### Records for processing
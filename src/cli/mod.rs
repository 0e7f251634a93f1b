//! Command-line interface for genforge.
//!
//! Provides a `run` command (execute the engine against a manifest and
//! snippet map, writing a JSON report) and a `report` command (render an
//! existing report as Markdown, optionally diffed against a baseline).

mod commands;

pub use commands::{parse_cli, run_with_cli, Cli};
######
▶ [What you will do]:
Transcribe the records in full, word for word.

▶ [Answer area]:
filename src/cli/mod.rs
repository 0e7f251634a93f1b
//! Command-line interface for genforge.
//!
//! Provides a `run` command (execute the engine against a manifest and
//! snippet map, writing a JSON report) and a `report` command (render an
//! existing report as Markdown, optionally diffed against a baseline).

mod commands;

pub use commands::{parse_cli, run_with_cli, Cli};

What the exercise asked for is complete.